● **Problem description**
Filter the data below, keeping only lines that contain "ActionGroupExecutor".

>>>>>

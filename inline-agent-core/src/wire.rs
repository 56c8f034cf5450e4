//! Wire format submitted to the Bedrock agent runtime
//!
//! One [`ActionGroupPayload`] is produced per action group. Field names and
//! enum tags match the `InvokeInlineAgent` request shape.

use serde::{Deserialize, Serialize};
use serde_json::{Map, Value};

use crate::schema::FunctionDefinition;

/// Serialized form of one action group
#[derive(Debug, Clone, PartialEq, Serialize, Deserialize)]
#[serde(rename_all = "camelCase")]
pub struct ActionGroupPayload {
    pub action_group_name: String,
    #[serde(default, skip_serializing_if = "Option::is_none")]
    pub description: Option<String>,
    #[serde(default, skip_serializing_if = "Option::is_none")]
    pub action_group_executor: Option<ActionGroupExecutor>,
    #[serde(default, skip_serializing_if = "Option::is_none")]
    pub function_schema: Option<FunctionSchema>,
    #[serde(default, skip_serializing_if = "Option::is_none")]
    pub api_schema: Option<ApiSchema>,
    #[serde(default, skip_serializing_if = "Option::is_none")]
    pub parent_action_group_signature: Option<String>,
    #[serde(default, skip_serializing_if = "Option::is_none")]
    pub parent_action_group_signature_params: Option<Map<String, Value>>,
}

impl ActionGroupPayload {
    pub(crate) fn named(name: impl Into<String>, description: Option<String>) -> Self {
        Self {
            action_group_name: name.into(),
            description,
            action_group_executor: None,
            function_schema: None,
            api_schema: None,
            parent_action_group_signature: None,
            parent_action_group_signature_params: None,
        }
    }
}

/// Where the runtime sends invocations of an action group's functions
#[derive(Debug, Clone, PartialEq, Eq, Serialize, Deserialize)]
#[serde(rename_all = "camelCase")]
pub enum ActionGroupExecutor {
    /// Hand control back to the caller, which invokes the function in-process
    CustomControl(CustomControl),
    /// Invoke the Lambda function with this ARN
    Lambda(String),
}

impl ActionGroupExecutor {
    pub fn return_control() -> Self {
        Self::CustomControl(CustomControl::ReturnControl)
    }
}

#[derive(Debug, Clone, Copy, PartialEq, Eq, Serialize, Deserialize)]
#[serde(rename_all = "SCREAMING_SNAKE_CASE")]
pub enum CustomControl {
    ReturnControl,
}

/// Function-details schema of an action group
#[derive(Debug, Clone, PartialEq, Eq, Serialize, Deserialize)]
pub struct FunctionSchema {
    pub functions: Vec<FunctionDefinition>,
}

/// OpenAPI schema of a Lambda-backed action group
#[derive(Debug, Clone, PartialEq, Eq, Serialize, Deserialize)]
#[serde(rename_all = "lowercase")]
pub enum ApiSchema {
    /// Inline OpenAPI document (JSON or YAML text)
    Payload(String),
    /// OpenAPI document stored in S3
    S3(S3Location),
}

impl ApiSchema {
    pub fn payload(document: impl Into<String>) -> Self {
        Self::Payload(document.into())
    }

    pub fn s3(bucket: impl Into<String>, key: impl Into<String>) -> Self {
        Self::S3(S3Location {
            s3_bucket_name: bucket.into(),
            s3_object_key: key.into(),
        })
    }
}

#[derive(Debug, Clone, PartialEq, Eq, Serialize, Deserialize)]
#[serde(rename_all = "camelCase")]
pub struct S3Location {
    pub s3_bucket_name: String,
    pub s3_object_key: String,
}
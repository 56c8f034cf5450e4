//! Function schemas for in-process tools
//!
//! A [`FunctionDefinition`] is the descriptor the agent runtime receives for
//! each callable in an action group. It is built from two independent inputs:
//!
//! - the tool's documentation text, parsed by [`crate::docstring`] for the
//!   function description and per-parameter descriptions
//! - the tool's [`Signature`], introspected from its input type, which decides
//!   parameter order, wire types and whether each parameter is required

use std::collections::HashSet;
use std::fmt;

use indexmap::IndexMap;
use serde::{Deserialize, Serialize};
use serde_json::Value;
use thiserror::Error;

use crate::docstring::{self, DocstringKeys};
use crate::tool::DynTool;

/// Errors raised while building a function schema from tool documentation
#[derive(Debug, Clone, PartialEq, Eq, Error)]
pub enum SchemaError {
    /// The tool has no documentation, or only whitespace
    #[error("function '{function}' has no documentation to build a schema from")]
    MissingDocumentation { function: String },

    /// The parameter section could not be parsed
    #[error(
        "malformed documentation for function '{function}' at line {line}: {reason}"
    )]
    MalformedDocumentation {
        function: String,
        /// 1-based line number within the parameter section
        line: usize,
        reason: String,
    },
}

/// Wire-format scalar type of a function parameter
#[derive(Debug, Clone, Copy, PartialEq, Eq, Hash, Default, Serialize, Deserialize)]
#[serde(rename_all = "lowercase")]
pub enum ParamType {
    #[default]
    String,
    Integer,
    Number,
    Boolean,
    Array,
}

impl ParamType {
    /// Map a JSON-schema type name onto the wire type table.
    ///
    /// Anything outside the table (objects, null, unknown names) becomes `string`.
    pub fn from_type_name(name: &str) -> Self {
        match name {
            "string" => Self::String,
            "integer" => Self::Integer,
            "number" => Self::Number,
            "boolean" => Self::Boolean,
            "array" => Self::Array,
            _ => Self::String,
        }
    }

    /// Resolve the wire type of a JSON-schema property.
    ///
    /// Nullable unions such as `["integer", "null"]` resolve to their first
    /// non-null member. Properties without a `type` (references, `anyOf`)
    /// default to `string`.
    pub fn from_json_schema(property: &Value) -> Self {
        match property.get("type") {
            Some(Value::String(name)) => Self::from_type_name(name),
            Some(Value::Array(names)) => names
                .iter()
                .filter_map(Value::as_str)
                .find(|name| *name != "null")
                .map(Self::from_type_name)
                .unwrap_or_default(),
            _ => Self::String,
        }
    }

    pub fn as_str(&self) -> &'static str {
        match self {
            Self::String => "string",
            Self::Integer => "integer",
            Self::Number => "number",
            Self::Boolean => "boolean",
            Self::Array => "array",
        }
    }
}

impl fmt::Display for ParamType {
    fn fmt(&self, f: &mut fmt::Formatter<'_>) -> fmt::Result {
        f.write_str(self.as_str())
    }
}

/// One parameter of a callable's signature
#[derive(Debug, Clone, PartialEq, Eq)]
pub struct SignatureParam {
    pub name: String,
    pub param_type: ParamType,
    /// Whether the parameter can be omitted by the caller
    pub has_default: bool,
}

/// Ordered parameter list of a callable, independent of its documentation
#[derive(Debug, Clone, Default, PartialEq, Eq)]
pub struct Signature {
    params: Vec<SignatureParam>,
}

impl Signature {
    /// Create an empty signature
    pub fn new() -> Self {
        Self::default()
    }

    /// Append a parameter without a default value
    pub fn required(mut self, name: impl Into<String>, param_type: ParamType) -> Self {
        self.params.push(SignatureParam {
            name: name.into(),
            param_type,
            has_default: false,
        });
        self
    }

    /// Append a parameter that has a default value
    pub fn optional(mut self, name: impl Into<String>, param_type: ParamType) -> Self {
        self.params.push(SignatureParam {
            name: name.into(),
            param_type,
            has_default: true,
        });
        self
    }

    /// Introspect a signature from an object JSON schema.
    ///
    /// Properties are taken in schema order. A property is considered to have
    /// a default when it is absent from the schema's `required` list, which is
    /// how `schemars` renders `Option<T>` and `#[serde(default)]` fields.
    pub fn from_json_schema(schema: &Value) -> Self {
        let required: HashSet<&str> = schema
            .get("required")
            .and_then(Value::as_array)
            .map(|names| names.iter().filter_map(Value::as_str).collect())
            .unwrap_or_default();

        let params = schema
            .get("properties")
            .and_then(Value::as_object)
            .map(|properties| {
                properties
                    .iter()
                    .map(|(name, property)| SignatureParam {
                        name: name.clone(),
                        param_type: ParamType::from_json_schema(property),
                        has_default: !required.contains(name.as_str()),
                    })
                    .collect()
            })
            .unwrap_or_default();

        Self { params }
    }

    pub fn params(&self) -> &[SignatureParam] {
        &self.params
    }

    pub fn len(&self) -> usize {
        self.params.len()
    }

    pub fn is_empty(&self) -> bool {
        self.params.is_empty()
    }
}

/// Whether the runtime must ask the user before invoking a function
#[derive(Debug, Clone, Copy, PartialEq, Eq, Default, Serialize, Deserialize)]
#[serde(rename_all = "SCREAMING_SNAKE_CASE")]
pub enum Confirmation {
    Enabled,
    #[default]
    Disabled,
}

impl From<bool> for Confirmation {
    fn from(required: bool) -> Self {
        if required {
            Self::Enabled
        } else {
            Self::Disabled
        }
    }
}

/// Wire description of a single function parameter
#[derive(Debug, Clone, PartialEq, Eq, Serialize, Deserialize)]
pub struct ParameterDetail {
    #[serde(rename = "type")]
    pub param_type: ParamType,
    #[serde(default)]
    pub description: String,
    #[serde(default)]
    pub required: bool,
}

/// Ordered `name -> detail` map, serialized as a JSON object
#[derive(Debug, Clone, Default, PartialEq, Eq, Serialize, Deserialize)]
#[serde(transparent)]
pub struct Parameters(IndexMap<String, ParameterDetail>);

impl Parameters {
    pub fn new() -> Self {
        Self::default()
    }

    /// Insert a parameter; replacing an existing name keeps its position
    pub fn insert(&mut self, name: impl Into<String>, detail: ParameterDetail) {
        self.0.insert(name.into(), detail);
    }

    pub fn get(&self, name: &str) -> Option<&ParameterDetail> {
        self.0.get(name)
    }

    pub fn names(&self) -> impl Iterator<Item = &str> {
        self.0.keys().map(String::as_str)
    }

    pub fn iter(&self) -> impl Iterator<Item = (&str, &ParameterDetail)> {
        self.0.iter().map(|(name, detail)| (name.as_str(), detail))
    }

    pub fn len(&self) -> usize {
        self.0.len()
    }

    pub fn is_empty(&self) -> bool {
        self.0.is_empty()
    }
}

impl FromIterator<(String, ParameterDetail)> for Parameters {
    fn from_iter<I: IntoIterator<Item = (String, ParameterDetail)>>(iter: I) -> Self {
        Self(iter.into_iter().collect())
    }
}
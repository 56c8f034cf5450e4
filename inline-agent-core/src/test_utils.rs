//! Test utilities for inline-agent-core.
//!
//! Mock collaborators for exercising action groups without AWS credentials
//! or a running MCP server.
//!
//! Enable with the `test-utils` feature:
//!
//! ```toml
//! [dev-dependencies]
//! inline-agent-core = { version = "...", features = ["test-utils"] }
//! ```
//!
//! # Example
//!
//! ```rust
//! use inline_agent_core::identity::Identity;
//! use inline_agent_core::test_utils::MockIdentityProvider;
//! use inline_agent_core::ExecutorResolver;
//!
//! # async fn example() {
//! let provider = MockIdentityProvider::new(Identity::new("111122223333", "us-west-2"));
//! let resolver = ExecutorResolver::new(provider.clone());
//!
//! let arn = resolver.lambda_arn("HotelFn").await.unwrap();
//! assert_eq!(arn, "arn:aws:lambda:us-west-2:111122223333:function:HotelFn");
//! assert_eq!(provider.call_count(), 1);
//! # }
//! ```

use std::sync::{Arc, Mutex};

use futures::future::BoxFuture;
use serde_json::{json, Value};

use crate::identity::{Identity, IdentityError, IdentityProvider};
use crate::mcp::{McpError, McpToolDefinition, McpToolSource};
use crate::schema::{FunctionDefinition, Signature};
use crate::tool::{DynTool, ToolError, ToolResult};

/// A mock identity provider that counts lookups.
///
/// Clones share the counter, so keep one clone to inspect after handing the
/// other to a resolver.
#[derive(Clone)]
pub struct MockIdentityProvider {
    response: Result<Identity, IdentityError>,
    call_count: Arc<Mutex<usize>>,
}

impl MockIdentityProvider {
    /// Provider that always succeeds with `identity`
    pub fn new(identity: Identity) -> Self {
        Self {
            response: Ok(identity),
            call_count: Arc::new(Mutex::new(0)),
        }
    }

    /// Provider whose lookups always fail with [`IdentityError::Unavailable`]
    pub fn failing(reason: impl Into<String>) -> Self {
        Self {
            response: Err(IdentityError::Unavailable(reason.into())),
            call_count: Arc::new(Mutex::new(0)),
        }
    }

    /// Number of lookups made so far
    pub fn call_count(&self) -> usize {
        *self.call_count.lock().unwrap()
    }
}

#[async_trait::async_trait]
impl IdentityProvider for MockIdentityProvider {
    async fn identity(&self) -> Result<Identity, IdentityError> {
        *self.call_count.lock().unwrap() += 1;
        self.response.clone()
    }
}

/// A mock MCP tool source with a fixed catalog.
///
/// Every tool echoes its input back as JSON, tagged with the tool name.
///
/// ```rust
/// use inline_agent_core::mcp::{McpToolDefinition, McpToolSource};
/// use inline_agent_core::test_utils::MockMcpSource;
/// use serde_json::json;
///
/// let source = MockMcpSource::new("hotel")
///     .with_tool(McpToolDefinition::new("book_room", "Book a room", json!({})));
/// assert_eq!(source.name(), "hotel");
/// ```
#[derive(Clone)]
pub struct MockMcpSource {
    name: String,
    tools: Vec<McpToolDefinition>,
    failure: Option<String>,
}

impl MockMcpSource {
    pub fn new(name: impl Into<String>) -> Self {
        Self {
            name: name.into(),
            tools: Vec::new(),
            failure: None,
        }
    }

    /// Add a tool to the catalog
    pub fn with_tool(mut self, tool: McpToolDefinition) -> Self {
        self.tools.push(tool);
        self
    }

    /// Add a tool with no parameters
    pub fn with_simple_tool(self, name: &str, description: &str) -> Self {
        self.with_tool(McpToolDefinition::new(
            name,
            description,
            json!({"type": "object", "properties": {}}),
        ))
    }

    /// Make every catalog request fail as if the server were unreachable
    pub fn unreachable(mut self, reason: impl Into<String>) -> Self {
        self.failure = Some(reason.into());
        self
    }

    fn check_reachable(&self) -> Result<(), McpError> {
        match &self.failure {
            Some(reason) => Err(McpError::Connection(reason.clone())),
            None => Ok(()),
        }
    }
}

#[async_trait::async_trait]
impl McpToolSource for MockMcpSource {
    fn name(&self) -> &str {
        &self.name
    }

    async fn callable_tools(&self) -> Result<Vec<Arc<dyn DynTool>>, McpError> {
        self.check_reachable()?;
        Ok(self
            .tools
            .iter()
            .map(|definition| {
                Arc::new(EchoTool(definition.clone())) as Arc<dyn DynTool>
            })
            .collect())
    }

    async fn function_schema(&self) -> Result<Vec<FunctionDefinition>, McpError> {
        self.check_reachable()?;
        Ok(self
            .tools
            .iter()
            .map(McpToolDefinition::to_function_definition)
            .collect())
    }
}

/// Catalog entry of a [`MockMcpSource`]
struct EchoTool(McpToolDefinition);

impl DynTool for EchoTool {
    fn name(&self) -> &str {
        &self.0.name
    }

    fn documentation(&self) -> Option<&str> {
        Some(&self.0.description)
    }

    fn signature(&self) -> Signature {
        self.0.signature()
    }

    fn requires_confirmation(&self) -> bool {
        false
    }

    fn execute_raw(&self, input: Value) -> BoxFuture<'_, Result<ToolResult, ToolError>> {
        Box::pin(async move {
            let echoed = json!({"tool": self.0.name, "input": input});
            Ok(ToolResult::Json(echoed))
        })
    }
}

#[cfg(test)]
mod tests {
    use super::*;

    #[tokio::test]
    async fn test_mock_identity_provider() {
        let provider = MockIdentityProvider::new(Identity::placeholder());
        let clone = provider.clone();

        assert_eq!(clone.identity().await.unwrap(), Identity::placeholder());
        assert_eq!(provider.call_count(), 1);

        let failing = MockIdentityProvider::failing("denied");
        assert!(failing.identity().await.is_err());
        assert_eq!(failing.call_count(), 1);
    }

    #[tokio::test]
    async fn test_mock_mcp_source() {
        let source = MockMcpSource::new("hotel")
            .with_simple_tool("list_rooms", "List rooms")
            .with_simple_tool("book_room", "Book a room");

        let tools = source.callable_tools().await.unwrap();
        assert_eq!(tools.len(), 2);

        let result = tools[1].execute_raw(json!({"room": 12})).await.unwrap();
        assert_eq!(
            result,
            ToolResult::Json(json!({"tool": "book_room", "input": {"room": 12}}))
        );

        let functions = source.function_schema().await.unwrap();
        assert_eq!(functions[0].name, "list_rooms");
    }

    #[tokio::test]
    async fn test_unreachable_source() {
        let source = MockMcpSource::new("down").unreachable("connection refused");
        assert!(matches!(
            source.callable_tools().await,
            Err(McpError::Connection(_))
        ));
        assert!(source.function_schema().await.is_err());
    }
}
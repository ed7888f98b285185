//! 核心加载流程
//!
//! - source: 读取文件/目录为原始行
//! - parser: 行解析与值规范化
//! - store: 环境变量存储接口与实现
//! - loader: 串联以上步骤并合并到存储
//! - validator: 必需变量校验

pub mod loader;
pub mod parser;
pub mod source;
pub mod store;
pub mod validator;

pub use loader::Loader;
pub use store::{EnvStore, MemoryEnvStore, ProcessEnvStore};
pub use validator::Validator;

<<<<<

● **Response area**
    pub action_group_executor: Option<ActionGroupExecutor>,
pub enum ActionGroupExecutor {
impl ActionGroupExecutor {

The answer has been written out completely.